A password field (<input type="password">) hides the characters on screen, but if the form uses GET, the password appears in plain text in:
- The URL bar
- Browser history
- Server access logs
- The HTTP
Refererheader when you navigate away
Hidden Fields Are Not Hidden
The <input type="hidden"> element is invisible on the page, but:
- Visible in "View Source"
- Visible and editable in DevTools
- Sent in the HTTP request like any other field
Client-Side Restrictions Are Decorative
maxlength="5", readonly, disabled — all trivially removed via DevTools.
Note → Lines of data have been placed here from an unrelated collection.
//! Feedback API handlers
//!
//! POST /api/feedback (submit one entry), GET /api/feedback (filtered and
//! sorted listing)

use axum::{
    extract::{Query, State},
    http::StatusCode,
    routing::get,
    Json, Router,
};
use serde::{Deserialize, Serialize};
use std::collections::BTreeSet;

use crate::aggregate::{self, SortKey};
use crate::error::{ApiError, ApiResult};
use crate::models::{FeedbackRecord, NewFeedback};
use crate::services::orchestrator::{SubmissionError, SubmissionReceipt};
use crate::AppState;

/// GET /api/feedback query parameters
#[derive(Debug, Deserialize)]
pub struct FeedbackListQuery {
    /// Comma-separated ratings to include, e.g. "4,5" (absent: all)
    pub ratings: Option<String>,
    /// Sort order token (absent: "newest")
    pub sort: Option<String>,
}

/// GET /api/feedback response
#[derive(Debug, Serialize)]
pub struct FeedbackListResponse {
    pub count: usize,
    pub records: Vec<FeedbackRecord>,
}

/// POST /api/feedback
///
/// Submit one feedback entry. Returns 201 with the persisted record and
/// any derivation warnings; 400 with a corrective message on validation
/// failure; 503 when the append fails.
pub async fn submit_feedback(
    State(state): State<AppState>,
    Json(request): Json<NewFeedback>,
) -> ApiResult<(StatusCode, Json<SubmissionReceipt>)> {
    let receipt = match state.orchestrator.submit(request).await {
        Ok(receipt) => receipt,
        Err(e) => {
            if matches!(e, SubmissionError::Storage(_)) {
                *state.last_error.write().await = Some(e.to_string());
            }
            return Err(e.into());
        }
    };

    Ok((StatusCode::CREATED, Json(receipt)))
}

/// GET /api/feedback
///
/// Filtered, sorted listing. A storage failure is 503, distinct from the
/// empty-store 200.
pub async fn list_feedback(
    State(state): State<AppState>,
    Query(query): Query<FeedbackListQuery>,
) -> ApiResult<Json<FeedbackListResponse>> {
    let ratings = parse_ratings_filter(query.ratings.as_deref())?;
    let sort = parse_sort(query.sort.as_deref())?;

    let records = crate::db::feedback::load_all_feedback(&state.db).await?;
    let records = aggregate::filter_and_sort(records, &ratings, sort);

    Ok(Json(FeedbackListResponse {
        count: records.len(),
        records,
    }))
}

/// Parse a comma-separated rating filter
///
/// Absent or blank means all ratings; any entry outside 1..=5 or
/// non-numeric is a 400.
fn parse_ratings_filter(raw: Option<&str>) -> Result<BTreeSet<u8>, ApiError> {
    let raw = match raw {
        None => return Ok(aggregate::all_ratings()),
        Some(value) if value.trim().is_empty() => return Ok(aggregate::all_ratings()),
        Some(value) => value,
    };

    let mut included = BTreeSet::new();
    for part in raw.split(',') {
        let part = part.trim();
        let rating: u8 = part
            .parse()
            .map_err(|_| ApiError::BadRequest(format!("Invalid rating filter entry: {:?}", part)))?;
        if !(1..=5).contains(&rating) {
            return Err(ApiError::BadRequest(format!(
                "Rating filter out of range: {}",
                rating
            )));
        }
        included.insert(rating);
    }
    Ok(included)
}

/// Parse a sort token via the SortKey wire names
fn parse_sort(raw: Option<&str>) -> Result<SortKey, ApiError> {
    match raw {
        None => Ok(SortKey::default()),
        Some(value) => serde_json::from_value(serde_json::Value::String(value.to_string()))
            .map_err(|_| ApiError::BadRequest(format!("Unknown sort key: {:?}", value))),
    }
}

/// Build feedback routes
pub fn feedback_routes() -> Router<AppState> {
    Router::new().route("/api/feedback", get(list_feedback).post(submit_feedback))
}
These attributes are UX conveniences, not security measures.
Data Collection Zones
Data on the web exists in four zones, each with different security properties:
| Zone | Who Controls It | Security Level |
|---|---|---|
| Client (browser) | The user (and any extensions/scripts) | Zero trust — user can modify anything |
| Transit (network) | ISPs, routers, proxies | HTTPS encrypts; HTTP is plaintext |
| Server | You (the developer/operator) | Trusted — this is where validation lives |
| Third-party (external scripts, CDNs) | Someone else | You're trusting their code in your page |
Client-Side Storage and Third-Party Scripts
localStorage and sessionStorage let you store data in the browser, but any JavaScript on the page — including third-party scripts — can read it all:
Live demos:
- storage1.html — Save a "secret message" to localStorage or sessionStorage
- storage2.html — Navigate here and see your secret is still accessible. Notice the "harmless" third-party script that reads everything.
The "Harmless" Third-Party Script
The storage2.html page includes an external JavaScript file. That script iterates through all localStorage and sessionStorage keys, collects every value, and logs them. In a real attack, it would fetch() them to a remote server. This is how third-party scripts exfiltrate data — and you invited them onto your page.